▶ _Task to complete_:
What is wanted is an exact copy of the lines from the top of the listing through the line containing "#[derive(Debug, Clone, Copy, PartialEq, Eq, Hash, Serialize)]".

▶ _Provided records_:
§

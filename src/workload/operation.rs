//! Operation tag definitions

use serde::Serialize;

/// Largest random value drawn for an operation (inclusive)
pub const MAX_RANDOM_VALUE: u32 = 65_535;

/// List operation performed at one position of a sequence
#[derive(Debug, Clone, Copy, PartialEq, Eq, Hash, Serialize)]
#[serde(rename_all = "lowercase")]
pub enum OperationTag {
    Member,
    Insert,
    Delete,
}

impl OperationTag {
    /// All tags, in generation block order
    pub const ALL: [OperationTag; 3] = [Self::Member, Self::Insert, Self::Delete];

    /// Get display name
    pub fn as_str(&self) -> &'static str {
        match self {
            Self::Member => "member",
            Self::Insert => "insert",
            Self::Delete => "delete",
        }
    }

    /// Index into per-tag arrays
    #[inline]
    pub fn index(&self) -> usize {
        match self {
            Self::Member => 0,
            Self::Insert => 1,
            Self::Delete => 2,
        }
    }
}

impl std::fmt::Display for OperationTag {
    fn fmt(&self, f: &mut std::fmt::Formatter<'_>) -> std::fmt::Result {
        write!(f, "{}", self.as_str())
    }
}
//! RNG seed derivation
//!
//! Every random stream (one per trial for sequence generation, one per
//! worker for operation values) is seeded once and then drawn from. A base
//! seed of 0 means "seed randomly".

/// Derive the seed for stream `index` from a base seed
///
/// Uses SplitMix64 mixing so neighbouring indices give unrelated streams.
#[inline]
pub fn derive_seed(base: u64, index: u64) -> u64 {
    if base == 0 {
        return fastrand::u64(..);
    }

    let mut x = base.wrapping_add(index.wrapping_mul(0x9E3779B97F4A7C15));
    x = (x ^ (x >> 30)).wrapping_mul(0xBF58476D1CE4E5B9);
    x = (x ^ (x >> 27)).wrapping_mul(0x94D049BB133111EB);
    x ^ (x >> 31)
}

/// Seed for worker `worker_id` within a trial seeded with `trial_seed`
#[inline]
pub fn worker_seed(trial_seed: u64, worker_id: usize) -> u64 {
    derive_seed(trial_seed, worker_id as u64 + 1)
}
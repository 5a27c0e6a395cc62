//! List under benchmark
//!
//! - SortedList: ordered singly-linked list with member/insert/delete
//! - LockedList: the same list behind one coarse-grained lock

pub mod locked_list;
pub mod sorted_list;

pub use locked_list::LockedList;
pub use sorted_list::{Iter, SortedList};
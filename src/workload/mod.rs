//! Workload definitions and operation sequence generation

pub mod generator;
pub mod operation;
pub mod profile;

pub use generator::OperationSequence;
pub use operation::{OperationTag, MAX_RANDOM_VALUE};
pub use profile::WorkloadProfile;
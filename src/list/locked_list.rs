//! Coarse-grained locked list
//!
//! One mutex guards the whole list. Each operation takes the lock, runs the
//! single list call, and releases it, so calls from different threads
//! interleave between operations but never within one. Members take the
//! same exclusive lock as writers.

use parking_lot::Mutex;

use super::sorted_list::SortedList;

/// A `SortedList` shared behind a single lock
pub struct LockedList<T> {
    inner: Mutex<SortedList<T>>,
}

impl<T: Ord> LockedList<T> {
    /// Wrap a list (typically pre-populated) for shared use
    pub fn new(list: SortedList<T>) -> Self {
        Self {
            inner: Mutex::new(list),
        }
    }

    /// Locked membership test
    #[inline]
    pub fn member(&self, value: &T) -> bool {
        self.inner.lock().member(value)
    }

    /// Locked ordered insert
    #[inline]
    pub fn insert(&self, value: T) -> bool {
        self.inner.lock().insert(value)
    }

    /// Locked ordered delete
    #[inline]
    pub fn delete(&self, value: &T) -> bool {
        self.inner.lock().delete(value)
    }

    /// Take the list back once all workers are done
    pub fn into_inner(self) -> SortedList<T> {
        self.inner.into_inner()
    }
}
//! Operation sequence generation
//!
//! Tags are laid out in contiguous blocks (all members, then inserts, then
//! deletes) and then shuffled in place. The shuffle walks forward and swaps
//! position `i` with a partner drawn uniformly from `[0, i]`, which yields a
//! uniform permutation.

use super::operation::OperationTag;
use super::profile::WorkloadProfile;

/// Shuffled sequence of operation tags for one trial
#[derive(Debug, Clone, PartialEq, Eq)]
pub struct OperationSequence {
    tags: Vec<OperationTag>,
}

impl OperationSequence {
    /// Generate a shuffled sequence for `m` operations under `profile`
    ///
    /// The length is the sum of the rounded per-tag counts and can differ
    /// from `m` by the rounding remainder. A mix that does not sum to 1 is
    /// used as given.
    pub fn generate(m: usize, profile: &WorkloadProfile, rng: &mut fastrand::Rng) -> Self {
        let counts = profile.counts(m);
        let mut tags = Vec::with_capacity(counts.iter().sum());
        for (tag, count) in OperationTag::ALL.into_iter().zip(counts) {
            tags.extend(std::iter::repeat(tag).take(count));
        }

        let mut sequence = Self { tags };
        sequence.shuffle(rng);
        sequence
    }

    /// Fisher-Yates shuffle, forward variant
    fn shuffle(&mut self, rng: &mut fastrand::Rng) {
        for i in 0..self.tags.len() {
            let j = rng.usize(0..=i);
            self.tags.swap(i, j);
        }
    }

    pub fn len(&self) -> usize {
        self.tags.len()
    }

    pub fn is_empty(&self) -> bool {
        self.tags.is_empty()
    }

    pub fn iter(&self) -> std::slice::Iter<'_, OperationTag> {
        self.tags.iter()
    }

    /// Positions `worker, worker + stride, worker + 2*stride, ...`
    pub fn strided(&self, worker: usize, stride: usize) -> impl Iterator<Item = OperationTag> + '_ {
        self.tags
            .iter()
            .skip(worker)
            .step_by(stride.max(1))
            .copied()
    }

    /// Number of occurrences of each tag, in member/insert/delete order
    pub fn tag_counts(&self) -> [usize; 3] {
        let mut counts = [0usize; 3];
        for tag in &self.tags {
            counts[tag.index()] += 1;
        }
        counts
    }
}

impl<'a> IntoIterator for &'a OperationSequence {
    type Item = &'a OperationTag;
    type IntoIter = std::slice::Iter<'a, OperationTag>;

    fn into_iter(self) -> Self::IntoIter {
        self.iter()
    }
}
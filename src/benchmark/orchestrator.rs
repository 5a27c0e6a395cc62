//! Benchmark orchestrator
//!
//! Runs the configured executors for the requested number of trials. Each
//! trial starts from a freshly populated list and a freshly generated
//! operation sequence. When both executors run, trial `k` of each uses the
//! same seed, so both replay the same sequence and draw the same values.

use std::time::Duration;

use indicatif::{ProgressBar, ProgressStyle};
use tracing::{debug, info};

use super::concurrent::ConcurrentExecutor;
use super::counters::OperationCounts;
use super::seed::derive_seed;
use super::serial::SerialExecutor;
use super::trial::{ExecutorKind, TrialResult};
use crate::config::BenchmarkConfig;
use crate::list::{LockedList, SortedList};
use crate::metrics::TrialStats;
use crate::utils::{BenchmarkError, Result};
use crate::workload::{OperationSequence, OperationTag, WorkloadProfile};

/// All trials of one executor
#[derive(Debug, Clone)]
pub struct ExecutorReport {
    pub executor: ExecutorKind,
    pub threads: usize,
    pub trials: Vec<TrialResult>,
    /// Duration statistics across trials
    pub stats: TrialStats,
    /// Outcome tallies summed across trials
    pub counts: OperationCounts,
}

impl ExecutorReport {
    pub fn new(executor: ExecutorKind, threads: usize, trials: Vec<TrialResult>) -> Self {
        let durations: Vec<Duration> = trials.iter().map(|t| t.elapsed).collect();
        let stats = TrialStats::from_durations(&durations);

        let mut counts = OperationCounts::new();
        for trial in &trials {
            counts.merge(&trial.counts);
        }

        Self {
            executor,
            threads,
            trials,
            stats,
            counts,
        }
    }

    /// Mean operations per second across trials
    pub fn mean_throughput(&self) -> f64 {
        if self.stats.mean > 0.0 && !self.trials.is_empty() {
            (self.counts.total() as f64 / self.trials.len() as f64) / self.stats.mean
        } else {
            0.0
        }
    }
}

/// Parameters and results of one benchmark session
#[derive(Debug, Clone)]
pub struct BenchmarkSession {
    pub profile: WorkloadProfile,
    pub initial_size: u32,
    pub operations: usize,
    pub trials: usize,
    pub threads: usize,
    pub seed: u64,
    pub reports: Vec<ExecutorReport>,
}

impl BenchmarkSession {
    /// Report for one executor, if it ran
    pub fn report_for(&self, executor: ExecutorKind) -> Option<&ExecutorReport> {
        self.reports.iter().find(|r| r.executor == executor)
    }
}

/// Benchmark orchestrator
pub struct Orchestrator {
    config: BenchmarkConfig,
    /// One seed per trial, shared by every executor
    trial_seeds: Vec<u64>,
}

impl Orchestrator {
    /// Create new orchestrator
    pub fn new(config: BenchmarkConfig) -> Self {
        let trial_seeds = (0..config.trials as u64)
            .map(|trial| derive_seed(config.seed, trial))
            .collect();

        Self {
            config,
            trial_seeds,
        }
    }

    /// Run every executor selected by the configured mode
    pub fn run_all(&self) -> Result<BenchmarkSession> {
        let executors = self.config.mode.executors();
        let progress = self.progress_bar((executors.len() * self.config.trials) as u64);

        let mut reports = Vec::with_capacity(executors.len());
        for &executor in executors {
            info!(
                "Running {} executor: {} trials of {} ops",
                executor, self.config.trials, self.config.operations
            );
            let report = self.run_executor(executor, progress.as_ref())?;
            info!(
                "{} done: mean {:.6}s, sd {:.6}s",
                executor, report.stats.mean, report.stats.std_dev
            );
            reports.push(report);
        }

        if let Some(pb) = progress {
            pb.finish_with_message("done");
        }

        Ok(BenchmarkSession {
            profile: self.config.profile.clone(),
            initial_size: self.config.initial_size,
            operations: self.config.operations,
            trials: self.config.trials,
            threads: self.config.threads,
            seed: self.config.seed,
            reports,
        })
    }

    /// Run all trials for one executor
    pub fn run_executor(
        &self,
        executor: ExecutorKind,
        progress: Option<&ProgressBar>,
    ) -> Result<ExecutorReport> {
        let threads = match executor {
            ExecutorKind::Serial => 1,
            ExecutorKind::Mutex => self.config.threads,
        };

        let mut trials = Vec::with_capacity(self.config.trials);
        for (trial, &seed) in self.trial_seeds.iter().enumerate() {
            if let Some(pb) = progress {
                pb.set_message(format!("{} trial {}", executor, trial + 1));
            }

            let result = self.run_trial(executor, trial, seed)?;
            debug!(
                "{} trial {}: {:.6}s ({} ops)",
                executor,
                trial + 1,
                result.elapsed_secs(),
                result.counts.total()
            );
            trials.push(result);

            if let Some(pb) = progress {
                pb.inc(1);
            }
        }

        Ok(ExecutorReport::new(executor, threads, trials))
    }

    /// Run a single trial: fresh list, fresh sequence, one timed pass
    pub fn run_trial(&self, executor: ExecutorKind, trial: usize, seed: u64) -> Result<TrialResult> {
        let mut rng = fastrand::Rng::with_seed(seed);
        let sequence =
            OperationSequence::generate(self.config.operations, &self.config.profile, &mut rng);
        let tag_counts = sequence.tag_counts();
        debug!(
            "Trial {} sequence: {} ops ({})",
            trial + 1,
            sequence.len(),
            OperationTag::ALL
                .iter()
                .map(|tag| format!("{}={}", tag, tag_counts[tag.index()]))
                .collect::<Vec<_>>()
                .join(", ")
        );

        let list = SortedList::populated(self.config.initial_size);

        match executor {
            ExecutorKind::Serial => {
                let mut list = list;
                let result = SerialExecutor::new(seed).run(&mut list, &sequence);
                self.verify(trial, &list, &result.counts)?;
                Ok(result)
            }
            ExecutorKind::Mutex => {
                let locked = LockedList::new(list);
                let result = ConcurrentExecutor::new(self.config.threads, seed)?
                    .run(&locked, &sequence)?;
                self.verify(trial, &locked.into_inner(), &result.counts)?;
                Ok(result)
            }
        }
    }

    /// Check ordering and length against the recorded outcomes when `--verify` is set
    fn verify(&self, trial: usize, list: &SortedList<u32>, counts: &OperationCounts) -> Result<()> {
        if !self.config.verify {
            return Ok(());
        }
        if let Some((a, b)) = list.first_order_violation() {
            return Err(BenchmarkError::Invariant {
                trial: trial + 1,
                detail: format!("{} is followed by {}", a, b),
            });
        }

        let expected = i64::from(self.config.initial_size) + counts.net_growth();
        if list.len() as i64 != expected {
            return Err(BenchmarkError::Invariant {
                trial: trial + 1,
                detail: format!("length {} but outcomes imply {}", list.len(), expected),
            });
        }
        Ok(())
    }

    fn progress_bar(&self, total: u64) -> Option<ProgressBar> {
        if !self.config.show_progress() {
            return None;
        }

        let pb = ProgressBar::new(total);
        pb.set_style(
            ProgressStyle::default_bar()
                .template("{spinner:.green} [{elapsed_precise}] [{bar:40.cyan/blue}] {pos}/{len} ({msg})")
                .unwrap_or_else(|_| ProgressStyle::default_bar())
                .progress_chars("#>-"),
        );
        Some(pb)
    }
}

/// Format throughput without meaningless decimals
/// Examples: 1,234,567 ops/s, 987,654 ops/s
pub fn format_throughput(throughput: f64) -> String {
    let value = throughput as u64;
    format_count(value)
}

/// Format large numbers with thousands separators
/// Examples: 1,234,567 or 987,654
pub fn format_count(value: u64) -> String {
    let s = value.to_string();
    let mut result = String::new();
    for (i, c) in s.chars().rev().enumerate() {
        if i > 0 && i % 3 == 0 {
            result.insert(0, ',');
        }
        result.insert(0, c);
    }
    result
}
#[derive(Debug, thiserror::Error)]
pub enum SupervisorError {
    #[error("command isn't running")]
    NotRunning,

    #[error("failed to terminate pid {pid}: {detail}")]
    Terminate { pid: u32, detail: String },

    #[error("pid out of range: {0}")]
    InvalidPid(u32),

    #[error("child already reaped, kill request dropped")]
    ChildGone,
}

pub type Result<T> = std::result::Result<T, SupervisorError>;
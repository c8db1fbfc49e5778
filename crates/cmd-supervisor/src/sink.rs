//! Capacity-bounded write sink.
//!
//! A [`BoundedSink`] accepts a write only if the whole payload fits in the
//! remaining capacity. Oversized writes are rejected without touching the
//! inner writer, so the captured bytes never exceed the cap and never end
//! in a partially written chunk.

use std::io::{self, Write};

/// Rejection returned (wrapped in an `io::Error`) when a write does not fit.
#[derive(Debug, Clone, Copy, PartialEq, Eq, thiserror::Error)]
#[error("bounded sink out of capacity: {requested} bytes requested, {remaining} remaining")]
pub struct CapacityExceeded {
    pub requested: usize,
    pub remaining: usize,
}

impl CapacityExceeded {
    /// Recover the rejection from an `io::Error` produced by [`BoundedSink`].
    pub fn find(err: &io::Error) -> Option<&CapacityExceeded> {
        err.get_ref()?.downcast_ref::<CapacityExceeded>()
    }
}

#[derive(Debug)]
pub struct BoundedSink<W> {
    inner: W,
    capacity: usize,
    remaining: usize,
}

impl<W: Write> BoundedSink<W> {
    pub fn new(inner: W, capacity: usize) -> Self {
        Self {
            inner,
            capacity,
            remaining: capacity,
        }
    }

    pub fn capacity(&self) -> usize {
        self.capacity
    }

    /// Bytes that can still be written.
    pub fn remaining(&self) -> usize {
        self.remaining
    }

    pub fn get_ref(&self) -> &W {
        &self.inner
    }

    pub fn into_inner(self) -> W {
        self.inner
    }
}

impl<W: Write> Write for BoundedSink<W> {
    fn write(&mut self, buf: &[u8]) -> io::Result<usize> {
        if buf.len() > self.remaining {
            return Err(io::Error::other(CapacityExceeded {
                requested: buf.len(),
                remaining: self.remaining,
            }));
        }
        let n = self.inner.write(buf)?;
        self.remaining = self.remaining.saturating_sub(n);
        Ok(n)
    }

    fn flush(&mut self) -> io::Result<()> {
        self.inner.flush()
    }
}

#[cfg(test)]
mod tests {
    use super::*;

    #[test]
    fn write_within_capacity_forwards_everything() {
        let mut sink = BoundedSink::new(Vec::new(), 10);
        let n = sink.write(b"123456789").unwrap();
        assert_eq!(n, 9);
        assert_eq!(sink.remaining(), 1);
        assert_eq!(sink.get_ref().as_slice(), b"123456789");
    }

    #[test]
    fn oversized_write_is_rejected_without_partial_write() {
        let mut sink = BoundedSink::new(Vec::new(), 10);
        sink.write_all(b"123456789").unwrap();

        let err = sink.write(b"123456789").unwrap_err();
        let rejection = CapacityExceeded::find(&err).unwrap();
        assert_eq!(
            *rejection,
            CapacityExceeded {
                requested: 9,
                remaining: 1
            }
        );
        assert_eq!(sink.remaining(), 1);
        assert_eq!(sink.get_ref().len(), 9);
    }

    #[test]
    fn last_byte_still_fits_after_rejection() {
        let mut sink = BoundedSink::new(Vec::new(), 10);
        sink.write_all(b"123456789").unwrap();
        assert!(sink.write(b"123456789").is_err());

        assert_eq!(sink.write(b"a").unwrap(), 1);
        assert_eq!(sink.remaining(), 0);
        assert!(sink.write(b"123456789").is_err());
        assert_eq!(sink.into_inner(), b"123456789a".to_vec());
    }

    #[test]
    fn exactly_capacity_then_one_more_fails() {
        let mut sink = BoundedSink::new(Vec::new(), 4);
        assert_eq!(sink.write(b"abcd").unwrap(), 4);
        let err = sink.write(b"e").unwrap_err();
        assert!(CapacityExceeded::find(&err).is_some());
        assert_eq!(sink.get_ref().as_slice(), b"abcd");
    }

    #[test]
    fn empty_write_always_succeeds() {
        let mut sink = BoundedSink::new(Vec::new(), 0);
        assert_eq!(sink.write(b"").unwrap(), 0);
        assert_eq!(sink.remaining(), 0);
        assert_eq!(sink.capacity(), 0);
    }

    #[test]
    fn unrelated_io_errors_are_not_capacity_errors() {
        let err = io::Error::other("boom");
        assert!(CapacityExceeded::find(&err).is_none());
    }

    #[test]
    fn rejection_message_names_sizes() {
        let err = CapacityExceeded {
            requested: 5,
            remaining: 2,
        };
        assert_eq!(
            err.to_string(),
            "bounded sink out of capacity: 5 bytes requested, 2 remaining"
        );
    }
}
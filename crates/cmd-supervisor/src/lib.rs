//! Supervised execution of a single external command.
//!
//! A [`Supervisor`] launches one child process, captures a size-bounded copy
//! of its stdout/stderr, terminates its whole process group when a soft
//! timeout expires, and stops waiting altogether once a hard "detach"
//! timeout expires. Every run produces an [`ExecResult`]; failures of the
//! child are encoded in the result rather than returned as errors.

mod config;
mod error;
mod result;
mod shell;
mod sink;
mod supervisor;
mod terminator;

pub use config::SupervisorConfig;
pub use error::{Result, SupervisorError};
pub use result::{ExecResult, PID_NONE, ReservedCode, is_reserved_code};
pub use shell::{execute, execute_in};
pub use sink::{BoundedSink, CapacityExceeded};
pub use supervisor::{State, Supervisor};
#[cfg(unix)]
pub use terminator::ProcessGroupTerminator;
pub use terminator::{ChildHandle, DirectKillTerminator, Terminator, default_terminator};
//! One-shot helpers for running a shell command string.
//!
//! The wait may take up to twice the timeout: the child is asked to stop at
//! `timeout` and abandoned at `2 * timeout`. See [`Supervisor::execute`].

use std::path::Path;
use std::time::Duration;

use crate::result::ExecResult;
use crate::supervisor::Supervisor;

/// Run `sh -c <command>` in `dir` (empty path: current directory).
pub async fn execute_in(command: &str, timeout: Duration, dir: impl AsRef<Path>) -> ExecResult {
    Supervisor::shell(command)
        .with_dir(dir.as_ref())
        .execute(timeout)
        .await
}

/// Run `sh -c <command>` in the current directory.
pub async fn execute(command: &str, timeout: Duration) -> ExecResult {
    Supervisor::shell(command).execute(timeout).await
}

§

▶ _Solution to this problem_:
filename src/workload/operation.rs
//! Operation tag definitions

use serde::Serialize;

/// Largest random value drawn for an operation (inclusive)
pub const MAX_RANDOM_VALUE: u32 = 65_535;

/// List operation performed at one position of a sequence
#[derive(Debug, Clone, Copy, PartialEq, Eq, Hash, Serialize)]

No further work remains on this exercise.